* _Task prompt_: Search the records for the word "Relaxed". Copy every line where it appears.

* _Records to process_:

□ □ □ □ □ □ □

//! Chromium-based renderer using chromiumoxide.

use super::{NavigationResult, RenderContext, Renderer};
use anyhow::{bail, Context, Result};
use async_trait::async_trait;
use chromiumoxide::browser::{Browser, BrowserConfig};
use chromiumoxide::page::Page;
use futures::StreamExt;
use std::path::PathBuf;
use std::sync::atomic::{AtomicUsize, Ordering};
use std::sync::Arc;
use std::time::{Duration, Instant};

/// Find the Chromium binary path.
pub fn find_chromium() -> Option<PathBuf> {
    // 1. UAFCALC_CHROMIUM_PATH env
    if let Ok(p) = std::env::var("UAFCALC_CHROMIUM_PATH") {
        let path = PathBuf::from(&p);
        if path.exists() {
            return Some(path);
        }
    }

    // 2. ~/.uafcalc/chromium/
    if let Some(home) = dirs::home_dir() {
        let candidates = if cfg!(target_os = "macos") {
            vec![
                home.join(".uafcalc/chromium/chrome-mac-arm64/Google Chrome for Testing.app/Contents/MacOS/Google Chrome for Testing"),
                home.join(".uafcalc/chromium/chrome-mac-x64/Google Chrome for Testing.app/Contents/MacOS/Google Chrome for Testing"),
                home.join(".uafcalc/chromium/chrome"),
            ]
        } else {
            vec![
                home.join(".uafcalc/chromium/chrome-linux64/chrome"),
                home.join(".uafcalc/chromium/chrome"),
            ]
        };
        for c in candidates {
            if c.exists() {
                return Some(c);
            }
        }
    }

    // 3. System PATH
    for name in ["google-chrome", "chromium", "chromium-browser"] {
        if let Ok(path) = which::which(name) {
            return Some(path);
        }
    }

    // 4. Common macOS location
    if cfg!(target_os = "macos") {
        let common =
            PathBuf::from("/Applications/Google Chrome.app/Contents/MacOS/Google Chrome");
        if common.exists() {
            return Some(common);
        }
    }

    None
}

/// Launch options for [`ChromiumRenderer`].
#[derive(Debug, Clone)]
pub struct LaunchOptions {
    pub user_agent: String,
    pub ignore_certificate_errors: bool,
}

/// Chromium-based renderer.
pub struct ChromiumRenderer {
    browser: Browser,
    active_count: Arc<AtomicUsize>,
}

impl ChromiumRenderer {
    /// Launch a headless Chromium instance.
    pub async fn new(options: LaunchOptions) -> Result<Self> {
        let chrome_path = find_chromium()
            .context("Chromium not found. Set UAFCALC_CHROMIUM_PATH or install Chrome.")?;

        let mut builder = BrowserConfig::builder()
            .chrome_executable(chrome_path)
            .arg("--headless=new")
            .arg("--disable-gpu")
            .arg("--no-sandbox")
            .arg("--disable-dev-shm-usage")
            .arg("--disable-extensions")
            .arg("--disable-background-networking")
            .arg(format!("--user-agent={}", options.user_agent));
        if options.ignore_certificate_errors {
            builder = builder.arg("--ignore-certificate-errors");
        }
        let config = builder
            .build()
            .map_err(|e| anyhow::anyhow!("failed to build browser config: {e}"))?;

        let (browser, mut handler) = Browser::launch(config)
            .await
            .context("failed to launch Chromium")?;

        // Spawn the handler task
        tokio::spawn(async move {
            while let Some(event) = handler.next().await {
                let _ = event;
            }
        });

        Ok(Self {
            browser,
            active_count: Arc::new(AtomicUsize::new(0)),
        })
    }
}

#[async_trait]
impl Renderer for ChromiumRenderer {
    async fn new_context(&self) -> Result<Box<dyn RenderContext>> {
        let page = self
            .browser
            .new_page("about:blank")
            .await
            .context("failed to create new page")?;

        self.active_count.fetch_add(1, Ordering::Relaxed);

        Ok(Box::new(ChromiumContext {
            page,
            active_count: Arc::clone(&self.active_count),
        }))
    }

    async fn shutdown(&self) -> Result<()> {
        // Browser is dropped when ChromiumRenderer is dropped
        Ok(())
    }

    fn active_contexts(&self) -> usize {
        self.active_count.load(Ordering::Relaxed)
    }
}

/// A single Chromium page context.
pub struct ChromiumContext {
    page: Page,
    active_count: Arc<AtomicUsize>,
}

#[async_trait]
impl RenderContext for ChromiumContext {
    async fn navigate(&mut self, url: &str, timeout_ms: u64) -> Result<NavigationResult> {
        let start = Instant::now();

        let result =
            tokio::time::timeout(Duration::from_millis(timeout_ms), self.page.goto(url)).await;

        match result {
            Ok(Ok(_)) => {
                let _ = self.page.wait_for_navigation().await;
                let final_url = self.get_url().await.unwrap_or_else(|_| url.to_string());
                Ok(NavigationResult {
                    final_url,
                    load_time_ms: start.elapsed().as_millis() as u64,
                })
            }
            Ok(Err(e)) => bail!("navigation failed: {e}"),
            Err(_) => bail!("navigation timed out after {timeout_ms}ms"),
        }
    }

    async fn has_element(&self, selector: &str) -> Result<bool> {
        Ok(self.page.find_element(selector).await.is_ok())
    }

    async fn type_into(&self, selector: &str, text: &str) -> Result<()> {
        let element = self
            .page
            .find_element(selector)
            .await
            .with_context(|| format!("no element matches {selector}"))?;
        element.click().await.context("failed to focus input")?;
        element.type_str(text).await.context("failed to type")?;
        Ok(())
    }

    async fn click(&self, selector: &str) -> Result<()> {
        self.page
            .find_element(selector)
            .await
            .with_context(|| format!("no element matches {selector}"))?
            .click()
            .await
            .context("click failed")?;
        Ok(())
    }

    async fn wait_for_navigation(&self, timeout_ms: u64) -> Result<()> {
        match tokio::time::timeout(
            Duration::from_millis(timeout_ms),
            self.page.wait_for_navigation(),
        )
        .await
        {
            Ok(Ok(_)) => Ok(()),
            Ok(Err(e)) => bail!("navigation failed: {e}"),
            Err(_) => bail!("navigation timed out after {timeout_ms}ms"),
        }
    }

    async fn get_html(&self) -> Result<String> {
        self.page.content().await.context("failed to get HTML")
    }

    async fn get_url(&self) -> Result<String> {
        let url = self
            .page
            .url()
            .await
            .context("failed to get URL")?
            .map(|u| u.to_string())
            .unwrap_or_default();
        Ok(url)
    }

    async fn close(self: Box<Self>) -> Result<()> {
        self.active_count.fetch_sub(1, Ordering::Relaxed);
        let _ = self.page.close().await;
        Ok(())
    }
}

#[cfg(test)]
mod tests {
    use super::*;
    use crate::config::BROWSER_USER_AGENT;

    #[tokio::test]
    #[ignore] // Requires Chromium to be installed
    async fn test_chromium_fills_and_reads_form() {
        let renderer = ChromiumRenderer::new(LaunchOptions {
            user_agent: BROWSER_USER_AGENT.to_string(),
            ignore_certificate_errors: false,
        })
        .await
        .expect("failed to create renderer");
        let mut ctx = renderer
            .new_context()
            .await
            .expect("failed to create context");

        ctx.navigate(
            "data:text/html,<form><input id='REG' name='Register'></form>",
            10000,
        )
        .await
        .expect("navigation failed");

        assert!(ctx.has_element("input#REG").await.unwrap());
        assert!(!ctx.has_element("#missing").await.unwrap());
        ctx.type_into("input#REG", "2022-ag-7693")
            .await
            .expect("typing failed");

        let html = ctx.get_html().await.expect("get_html failed");
        assert!(html.contains("name=\"Register\""));

        ctx.close().await.expect("close failed");
        assert_eq!(renderer.active_contexts(), 0);
    }
}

□ □ □ □ □ □ □

* _Problem solution_:
        self.active_count.fetch_add(1, Ordering::Relaxed);
        self.active_count.load(Ordering::Relaxed)
        self.active_count.fetch_sub(1, Ordering::Relaxed);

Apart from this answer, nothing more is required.